I wanted to walk without clothing
in the woods beside the creek,
and to come to the barn at night

and sleep beside the horses, curled
in the smell and scratch of hay
with the bitch and pups.

The life of the house was flat,
filled with monotonous talking,
passing to and fro among the rooms,

and for what. My mother hated
animals, the way they ate the
food and dirtied the floor.

They were her enemies; she fought
their right to be there and
would have wiped them off the earth

if she could have. If a cat or a dog
came too close to the back door she
threw scalding water on it, and

was righteous in her anger, shouting
that they were not human and
didn't feel real pain.

If we must choose sides, I said
As a child, I take
The side of the animals.


Literary and Historical Notes:

It's the birthday of the first woman ever taken seriously by the American art world Georgia O'Keeffe, born in Sun Prairie, Wisconsin (1887). She studied art in college and then supported herself teaching art at various colleges, but she found that teaching left her no time for her own work, and turpentine smell of the art classrooms made her sick. She went for months and years on end without painting anything, only to start over again and try something new.

Without her knowledge, a series of her charcoal drawings wound up in the hands of the photographer and art promoter Alfred Stieglitz. Looking at the drawings, he shouted, "Finally, a woman on paper!" He put the drawings in his art gallery on Fifth Avenue in New York City without even asking permission. Suddenly, Georgia O'Keeffe, an unknown twenty-nine-year-old art teacher, became the talk of the American art world.

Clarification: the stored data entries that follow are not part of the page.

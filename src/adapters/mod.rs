// Adapters layer: concrete implementations of domain ports.

pub mod http;

pub use http::{ApiSettings, FoursquareInvoker};
use crate::domain::model::{ApiRequest, Coordinate, ParamValue, Params, ResponseKeys};
use crate::domain::ports::ApiInvoker;
use crate::utils::error::{Result, VenuesError};
use crate::utils::validation::is_blank;
use std::sync::Arc;
use tracing::Instrument;

const PHOTO_GROUP_DEFAULT: &str = "checkin";

/// Client for the `venues` resource family.
///
/// Each operation checks its required arguments, shapes an [`ApiRequest`] and
/// hands it to the injected [`ApiInvoker`] exactly once. A failed check
/// returns [`VenuesError::ValidationError`] without touching the invoker.
#[derive(Clone)]
pub struct VenuesClient {
    invoker: Arc<dyn ApiInvoker>,
    span: tracing::Span,
}

impl VenuesClient {
    pub fn new(invoker: Arc<dyn ApiInvoker>) -> Self {
        Self::with_span(invoker, tracing::info_span!("venues"))
    }

    /// Uses `span` as the logging scope for every operation.
    pub fn with_span(invoker: Arc<dyn ApiInvoker>, span: tracing::Span) -> Self {
        Self { invoker, span }
    }

    pub async fn get_categories(
        &self,
        params: Option<Params>,
        access_token: Option<&str>,
    ) -> Result<serde_json::Value> {
        self.enter("Venues.getCategories");
        self.dispatch(
            vec!["venues".to_string(), "categories".to_string()],
            access_token,
            ResponseKeys::single("categories"),
            Some(params.unwrap_or_default()),
        )
        .await
    }

    pub async fn explore(
        &self,
        lat: Option<Coordinate>,
        lng: Option<Coordinate>,
        params: Option<Params>,
        access_token: Option<&str>,
    ) -> Result<serde_json::Value> {
        self.enter("Venues.explore");
        let params = self.located_params("Venues.explore", lat, lng, params)?;
        self.dispatch(
            vec!["venues".to_string(), "explore".to_string()],
            access_token,
            ResponseKeys::many(&["keywords", "groups", "warning"]),
            Some(params),
        )
        .await
    }

    pub async fn search(
        &self,
        lat: Option<Coordinate>,
        lng: Option<Coordinate>,
        params: Option<Params>,
        access_token: Option<&str>,
    ) -> Result<serde_json::Value> {
        self.enter("Venues.search");
        let params = self.located_params("Venues.search", lat, lng, params)?;
        self.dispatch(
            vec!["venues".to_string(), "search".to_string()],
            access_token,
            ResponseKeys::single("groups"),
            Some(params),
        )
        .await
    }

    pub async fn get_trending(
        &self,
        lat: Option<Coordinate>,
        lng: Option<Coordinate>,
        params: Option<Params>,
        access_token: Option<&str>,
    ) -> Result<serde_json::Value> {
        self.enter("Venues.getTrending");
        let params = self.located_params("Venues.getTrending", lat, lng, params)?;
        self.dispatch(
            vec!["venues".to_string(), "trending".to_string()],
            access_token,
            ResponseKeys::single("venues"),
            Some(params),
        )
        .await
    }

    /// The venue lookup forwards no parameter bag at all.
    pub async fn get_venue(
        &self,
        venue_id: Option<&str>,
        access_token: Option<&str>,
    ) -> Result<serde_json::Value> {
        self.enter("Venues.getVenue");
        let venue_id = self.require("Venues.getVenue", "venueId", venue_id)?;
        self.dispatch(
            vec!["venues".to_string(), venue_id.to_string()],
            access_token,
            ResponseKeys::single("venue"),
            None,
        )
        .await
    }

    pub async fn get_venue_aspect(
        &self,
        venue_id: Option<&str>,
        aspect: Option<&str>,
        params: Option<Params>,
        access_token: Option<&str>,
    ) -> Result<serde_json::Value> {
        self.enter("Venues.getVenueAspect");
        let venue_id = self.require("Venues.getVenueAspect", "venueId", venue_id)?;
        let aspect = self.require("Venues.getVenueAspect", "aspect", aspect)?;
        self.dispatch(
            vec![
                "venues".to_string(),
                venue_id.to_string(),
                aspect.to_string(),
            ],
            access_token,
            ResponseKeys::single(aspect),
            Some(params.unwrap_or_default()),
        )
        .await
    }

    pub async fn get_here_now(
        &self,
        venue_id: Option<&str>,
        params: Option<Params>,
        access_token: Option<&str>,
    ) -> Result<serde_json::Value> {
        self.enter("Venues.getHereNow");
        let venue_id = self.require("Venues.getHereNow", "venueId", venue_id)?;
        self.dispatch(
            vec![
                "venues".to_string(),
                venue_id.to_string(),
                "herenow".to_string(),
            ],
            access_token,
            ResponseKeys::single("hereNow"),
            Some(params.unwrap_or_default()),
        )
        .await
    }

    pub async fn get_tips(
        &self,
        venue_id: Option<&str>,
        params: Option<Params>,
        access_token: Option<&str>,
    ) -> Result<serde_json::Value> {
        self.enter("Venues.getTips");
        let venue_id = self.require("Venues.getTips", "venueId", venue_id)?;
        self.get_venue_aspect(Some(venue_id), Some("tips"), params, access_token)
            .await
    }

    /// Photos are grouped by `group`, which defaults to `checkin`.
    pub async fn get_photos(
        &self,
        venue_id: Option<&str>,
        group: Option<&str>,
        params: Option<Params>,
        access_token: Option<&str>,
    ) -> Result<serde_json::Value> {
        self.enter("Venues.getPhotos");
        let venue_id = self.require("Venues.getPhotos", "venueId", venue_id)?;
        let mut params = params.unwrap_or_default();
        let group = group
            .filter(|g| !is_blank(Some(g)))
            .unwrap_or(PHOTO_GROUP_DEFAULT);
        params.insert("group".to_string(), ParamValue::from(group));
        self.get_venue_aspect(Some(venue_id), Some("photos"), Some(params), access_token)
            .await
    }

    pub async fn get_links(
        &self,
        venue_id: Option<&str>,
        params: Option<Params>,
        access_token: Option<&str>,
    ) -> Result<serde_json::Value> {
        self.enter("Venues.getLinks");
        let venue_id = self.require("Venues.getLinks", "venueId", venue_id)?;
        self.get_venue_aspect(Some(venue_id), Some("links"), params, access_token)
            .await
    }

    fn enter(&self, operation: &str) {
        self.span.in_scope(|| tracing::debug!("ENTERING: {}", operation));
    }

    fn reject(&self, message: String) -> VenuesError {
        self.span.in_scope(|| tracing::error!("{}", message));
        VenuesError::validation(message)
    }

    fn require<'a>(&self, operation: &str, field: &str, value: Option<&'a str>) -> Result<&'a str> {
        match value {
            Some(v) if !is_blank(Some(v)) => Ok(v),
            _ => Err(self.reject(format!("{}: {} is required.", operation, field))),
        }
    }

    /// Checks latitude and longitude together and adds the `ll` parameter.
    fn located_params(
        &self,
        operation: &str,
        lat: Option<Coordinate>,
        lng: Option<Coordinate>,
        params: Option<Params>,
    ) -> Result<Params> {
        match (lat, lng) {
            (Some(lat), Some(lng)) if !lat.is_missing() && !lng.is_missing() => {
                let mut params = params.unwrap_or_default();
                params.insert(
                    "ll".to_string(),
                    ParamValue::Text(Coordinate::pair(&lat, &lng)),
                );
                Ok(params)
            }
            _ => Err(self.reject(format!("{}: lat and lng are both required.", operation))),
        }
    }

    async fn dispatch(
        &self,
        segments: Vec<String>,
        access_token: Option<&str>,
        response_keys: ResponseKeys,
        params: Option<Params>,
    ) -> Result<serde_json::Value> {
        let request = ApiRequest {
            segments,
            access_token: access_token.map(str::to_string),
            response_keys,
            params,
        };
        self.invoker.call_api(request).instrument(self.span.clone()).await
    }
}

At first, she was angry that her work had been without her permission, but after she met Stieglitz, they hit it off, and eventually got married. She moved to New York, and started to produce the giant paintings of flowers for which she is known. She said, "I only paint [flowers] because they're cheaper than models and they don't move."

On a trip to Taos, New Mexico, O'Keeffe fell in love with the desert. She felt that the thin, dry air helped her to see better, and she spent the rest of her career to painting desert mountains, flowers, stones, and skulls.

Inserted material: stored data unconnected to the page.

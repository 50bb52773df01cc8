// Domain layer: request shapes and the transport port. No HTTP specifics here.

pub mod model;
pub mod ports;
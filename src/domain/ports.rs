use crate::domain::model::ApiRequest;
use crate::utils::error::Result;
use async_trait::async_trait;

/// Executes a shaped request against the remote service and returns the
/// selected members of its response body.
#[async_trait]
pub trait ApiInvoker: Send + Sync {
    async fn call_api(&self, request: ApiRequest) -> Result<serde_json::Value>;
}
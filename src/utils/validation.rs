use crate::utils::error::{Result, VenuesError};
use regex::Regex;
use std::sync::LazyLock;
use url::Url;

static VERSION_STAMP_RE: LazyLock<Regex> =
    LazyLock::new(|| Regex::new(r"^\d{8}$").expect("valid regex"));

pub trait Validate {
    fn validate(&self) -> Result<()>;
}

pub fn validate_url(field_name: &str, url_str: &str) -> Result<()> {
    if url_str.is_empty() {
        return Err(VenuesError::InvalidConfigValueError {
            field: field_name.to_string(),
            value: url_str.to_string(),
            reason: "URL cannot be empty".to_string(),
        });
    }

    match Url::parse(url_str) {
        Ok(url) => match url.scheme() {
            "http" | "https" => Ok(()),
            scheme => Err(VenuesError::InvalidConfigValueError {
                field: field_name.to_string(),
                value: url_str.to_string(),
                reason: format!("Unsupported URL scheme: {}", scheme),
            }),
        },
        Err(e) => Err(VenuesError::InvalidConfigValueError {
            field: field_name.to_string(),
            value: url_str.to_string(),
            reason: format!("Invalid URL format: {}", e),
        }),
    }
}

pub fn validate_positive_number(field_name: &str, value: u64, min_value: u64) -> Result<()> {
    if value < min_value {
        return Err(VenuesError::InvalidConfigValueError {
            field: field_name.to_string(),
            value: value.to_string(),
            reason: format!("Value must be at least {}", min_value),
        });
    }
    Ok(())
}

pub fn validate_required_field<'a, T>(field_name: &str, value: &'a Option<T>) -> Result<&'a T> {
    value.as_ref().ok_or_else(|| VenuesError::MissingConfigError {
        field: field_name.to_string(),
    })
}

pub fn validate_non_empty_string(field_name: &str, value: &str) -> Result<()> {
    if value.trim().is_empty() {
        return Err(VenuesError::InvalidConfigValueError {
            field: field_name.to_string(),
            value: value.to_string(),
            reason: "Value cannot be empty or whitespace-only".to_string(),
        });
    }
    Ok(())
}

pub fn validate_one_of(field_name: &str, value: &str, allowed: &[&str]) -> Result<()> {
    if !allowed.contains(&value) {
        return Err(VenuesError::InvalidConfigValueError {
            field: field_name.to_string(),
            value: value.to_string(),
            reason: format!("Allowed values: {}", allowed.join(", ")),
        });
    }
    Ok(())
}

/// API version stamps are dates written as `YYYYMMDD`.
pub fn validate_version_stamp(field_name: &str, value: &str) -> Result<()> {
    if !VERSION_STAMP_RE.is_match(value) {
        return Err(VenuesError::InvalidConfigValueError {
            field: field_name.to_string(),
            value: value.to_string(),
            reason: "Version must be a date in YYYYMMDD form".to_string(),
        });
    }
    Ok(())
}

/// True when a caller-supplied string carries no usable value: absent,
/// empty, or whitespace-only.
pub fn is_blank(value: Option<&str>) -> bool {
    value.map(|v| v.trim().is_empty()).unwrap_or(true)
}
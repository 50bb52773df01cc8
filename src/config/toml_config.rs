use crate::adapters::http::ApiSettings;
use crate::utils::error::{Result, VenuesError};
use crate::utils::validation::{self, Validate};
use regex::Regex;
use serde::{Deserialize, Serialize};
use std::path::Path;
use std::sync::LazyLock;
use std::time::Duration;

const DEFAULT_API_URL: &str = "https://api.foursquare.com/v2";
const DEFAULT_VERSION: &str = "20140806";
const DEFAULT_MODE: &str = "foursquare";
const DEFAULT_TIMEOUT_SECONDS: u64 = 30;
const MODES: [&str; 2] = ["foursquare", "swarm"];

static ENV_VAR_RE: LazyLock<Regex> =
    LazyLock::new(|| Regex::new(r"\$\{([^}]+)\}").expect("valid regex"));

#[derive(Debug, Clone, Serialize, Deserialize)]
pub struct VenuesConfig {
    pub foursquare: FoursquareConfig,
    pub logging: Option<LoggingConfig>,
}

#[derive(Debug, Clone, Serialize, Deserialize)]
pub struct FoursquareConfig {
    pub api_url: Option<String>,
    pub client_id: Option<String>,
    pub client_secret: Option<String>,
    pub version: Option<String>,
    pub mode: Option<String>,
    pub access_token: Option<String>,
    pub timeout_seconds: Option<u64>,
}

#[derive(Debug, Clone, Serialize, Deserialize)]
pub struct LoggingConfig {
    pub level: Option<String>,
    pub format: Option<String>,
}

impl VenuesConfig {
    /// 從 TOML 檔案載入配置
    pub fn from_file<P: AsRef<Path>>(path: P) -> Result<Self> {
        let content = std::fs::read_to_string(&path).map_err(VenuesError::IoError)?;
        Self::from_toml_str(&content)
    }

    /// 從 TOML 字串解析配置
    pub fn from_toml_str(content: &str) -> Result<Self> {
        let processed_content = Self::substitute_env_vars(content)?;

        toml::from_str(&processed_content).map_err(|e| VenuesError::ConfigError {
            message: format!("TOML parsing error: {}", e),
        })
    }

    /// 替換環境變數 (例如 ${FOURSQUARE_CLIENT_SECRET})
    fn substitute_env_vars(content: &str) -> Result<String> {
        let result = ENV_VAR_RE.replace_all(content, |caps: &regex::Captures| {
            let var_name = &caps[1];
            std::env::var(var_name).unwrap_or_else(|_| format!("${{{}}}", var_name))
        });

        Ok(result.to_string())
    }

    /// 驗證配置的合理性
    pub fn validate_config(&self) -> Result<()> {
        validation::validate_url("foursquare.api_url", self.api_url())?;

        let client_id =
            validation::validate_required_field("foursquare.client_id", &self.foursquare.client_id)?;
        validation::validate_non_empty_string("foursquare.client_id", client_id)?;

        let client_secret = validation::validate_required_field(
            "foursquare.client_secret",
            &self.foursquare.client_secret,
        )?;
        validation::validate_non_empty_string("foursquare.client_secret", client_secret)?;

        validation::validate_version_stamp("foursquare.version", self.version())?;
        validation::validate_one_of("foursquare.mode", self.mode(), &MODES)?;
        validation::validate_positive_number("foursquare.timeout_seconds", self.timeout_seconds(), 1)?;

        if let Some(format) = self.logging.as_ref().and_then(|l| l.format.as_deref()) {
            validation::validate_one_of("logging.format", format, &["compact", "json"])?;
        }

        Ok(())
    }

    pub fn api_url(&self) -> &str {
        self.foursquare.api_url.as_deref().unwrap_or(DEFAULT_API_URL)
    }

    pub fn version(&self) -> &str {
        self.foursquare.version.as_deref().unwrap_or(DEFAULT_VERSION)
    }

    pub fn mode(&self) -> &str {
        self.foursquare.mode.as_deref().unwrap_or(DEFAULT_MODE)
    }

    pub fn timeout_seconds(&self) -> u64 {
        self.foursquare
            .timeout_seconds
            .unwrap_or(DEFAULT_TIMEOUT_SECONDS)
    }

    /// 未替換的 `${VAR}` 視為未設定
    pub fn access_token(&self) -> Option<&str> {
        self.foursquare
            .access_token
            .as_deref()
            .filter(|t| !t.trim().is_empty() && !t.starts_with("${"))
    }

    pub fn log_level(&self) -> Option<&str> {
        self.logging.as_ref().and_then(|l| l.level.as_deref())
    }

    pub fn json_logs(&self) -> bool {
        self.logging
            .as_ref()
            .and_then(|l| l.format.as_deref())
            .map(|f| f == "json")
            .unwrap_or(false)
    }

    /// Validated transport settings for the HTTP invoker.
    pub fn api_settings(&self) -> Result<ApiSettings> {
        self.validate_config()?;
        Ok(ApiSettings {
            api_url: self.api_url().to_string(),
            client_id: self.foursquare.client_id.clone().unwrap_or_default(),
            client_secret: self.foursquare.client_secret.clone().unwrap_or_default(),
            version: self.version().to_string(),
            mode: self.mode().to_string(),
            timeout: Duration::from_secs(self.timeout_seconds()),
        })
    }
}

impl Validate for VenuesConfig {
    fn validate(&self) -> Result<()> {
        self.validate_config()
    }
}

It's the birthday of Marianne Moore, born in Kirkwood, Missouri (1887). Her father was an engineer and inventor who had spent his life trying to build a smokeless furnace. When his business failed, he suffered a nervous breakdown and was committed to an institution for the mentally ill. Marianne Moore was born just after her parents had separated, and she never met her father.

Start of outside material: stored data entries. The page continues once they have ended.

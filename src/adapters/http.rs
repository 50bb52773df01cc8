use crate::domain::model::{ApiRequest, ResponseKeys};
use crate::domain::ports::ApiInvoker;
use crate::utils::error::{Result, VenuesError};
use async_trait::async_trait;
use reqwest::{Client, StatusCode};
use serde_json::{Map, Value};
use std::time::Duration;
use url::Url;

/// Connection and credential settings for [`FoursquareInvoker`].
#[derive(Debug, Clone)]
pub struct ApiSettings {
    pub api_url: String,
    pub client_id: String,
    pub client_secret: String,
    pub version: String,
    pub mode: String,
    pub timeout: Duration,
}

/// [`ApiInvoker`] backed by reqwest.
///
/// Authenticates with the caller's access token when one is given and with the
/// application's client credentials otherwise, then strips the
/// `{ meta, response }` envelope down to the requested keys.
#[derive(Debug, Clone)]
pub struct FoursquareInvoker {
    settings: ApiSettings,
    base: Url,
    client: Client,
}

impl FoursquareInvoker {
    pub fn new(settings: ApiSettings) -> Result<Self> {
        let base = Url::parse(&settings.api_url)?;
        if base.cannot_be_a_base() {
            return Err(VenuesError::ConfigError {
                message: format!("API URL cannot carry a path: {}", settings.api_url),
            });
        }

        let client = Client::builder()
            .timeout(settings.timeout)
            .user_agent(concat!("venues-client/", env!("CARGO_PKG_VERSION")))
            .build()?;

        Ok(Self {
            settings,
            base,
            client,
        })
    }

    /// Each segment is pushed whole, so a `/` inside one is percent-encoded.
    fn endpoint(&self, path: &[String]) -> Result<Url> {
        let mut url = self.base.clone();
        {
            let mut segments = url.path_segments_mut().map_err(|_| VenuesError::ConfigError {
                message: format!("API URL cannot carry a path: {}", self.settings.api_url),
            })?;
            segments.pop_if_empty();
            segments.extend(path);
        }
        Ok(url)
    }

    fn query(&self, request: &ApiRequest) -> Vec<(String, String)> {
        let mut query: Vec<(String, String)> = request
            .params
            .iter()
            .flatten()
            .map(|(key, value)| (key.clone(), value.to_string()))
            .collect();

        match request.access_token.as_deref() {
            Some(token) if !token.is_empty() => {
                query.push(("oauth_token".to_string(), token.to_string()));
            }
            _ => {
                query.push(("client_id".to_string(), self.settings.client_id.clone()));
                query.push((
                    "client_secret".to_string(),
                    self.settings.client_secret.clone(),
                ));
            }
        }

        query.push(("v".to_string(), self.settings.version.clone()));
        query.push(("m".to_string(), self.settings.mode.clone()));
        query
    }
}

#[async_trait]
impl ApiInvoker for FoursquareInvoker {
    async fn call_api(&self, request: ApiRequest) -> Result<Value> {
        let url = self.endpoint(&request.segments)?;
        tracing::debug!("📡 Making API request to: {}", url);

        let response = self
            .client
            .get(url)
            .query(&self.query(&request))
            .send()
            .await
            .map_err(redact)?;

        let status = response.status();
        tracing::debug!("📡 API response status: {}", status);

        let body = response.text().await.map_err(redact)?;
        let payload = unwrap_envelope(status, &body).inspect_err(|e| {
            tracing::error!("❌ {} failed: {}", request.path(), e);
        })?;

        select_keys(payload, &request.response_keys)
    }
}

/// The request URL carries credentials in its query string; keep it out of
/// errors that end up in logs.
fn redact(e: reqwest::Error) -> VenuesError {
    VenuesError::ApiError(e.without_url())
}

/// Parses the body and returns its `response` member, turning a non-200
/// `meta.code` into [`VenuesError::RemoteError`].
pub fn unwrap_envelope(status: StatusCode, body: &str) -> Result<Value> {
    let json: Value = match serde_json::from_str(body) {
        Ok(json) => json,
        Err(e) if status.is_success() => return Err(e.into()),
        Err(_) => {
            return Err(VenuesError::HttpStatusError {
                status,
                body: body.to_string(),
            })
        }
    };

    match json.get("meta") {
        Some(meta) => {
            let code = meta.get("code").and_then(Value::as_u64).unwrap_or(0);
            if code != 200 {
                return Err(VenuesError::RemoteError {
                    code: u16::try_from(code).unwrap_or(0),
                    error_type: meta
                        .get("errorType")
                        .and_then(Value::as_str)
                        .unwrap_or("unknown")
                        .to_string(),
                    detail: meta
                        .get("errorDetail")
                        .and_then(Value::as_str)
                        .unwrap_or_default()
                        .to_string(),
                });
            }
        }
        None if !status.is_success() => {
            return Err(VenuesError::HttpStatusError {
                status,
                body: body.to_string(),
            });
        }
        None => {}
    }

    match json {
        Value::Object(mut obj) => {
            obj.remove("response")
                .ok_or_else(|| VenuesError::MissingResponseKey {
                    key: "response".to_string(),
                })
        }
        _ => Err(VenuesError::MissingResponseKey {
            key: "response".to_string(),
        }),
    }
}

/// A single key yields that member; several keys yield an object holding the
/// ones that are present.
pub fn select_keys(response: Value, keys: &ResponseKeys) -> Result<Value> {
    let mut response = match response {
        Value::Object(obj) => obj,
        _ => Map::new(),
    };

    match keys {
        ResponseKeys::Single(key) => {
            response
                .remove(key)
                .ok_or_else(|| VenuesError::MissingResponseKey { key: key.clone() })
        }
        ResponseKeys::Many(keys) => {
            let mut selected = Map::new();
            for key in keys {
                if let Some(value) = response.remove(key) {
                    selected.insert(key.clone(), value);
                }
            }
            Ok(Value::Object(selected))
        }
    }
}
#[cfg(feature = "cli")]
pub mod cli;
pub mod toml_config;

#[cfg(feature = "cli")]
pub use cli::{CliConfig, Command};
pub use toml_config::VenuesConfig;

She went with her mother to live with her grandfather, the pastor of a Presbyterian Church. She had started writing poetry by the time she was eight years old. One of her first known poems was addressed to Santa Claus, requesting a horn for her brother and a doll for herself, in rhyme. When she was nine years old, her mother wrote in a letter, "She dotes on poetry to a horrible degree. I know we shall yet have a poetess in the family, and finish our days languishing in an attic."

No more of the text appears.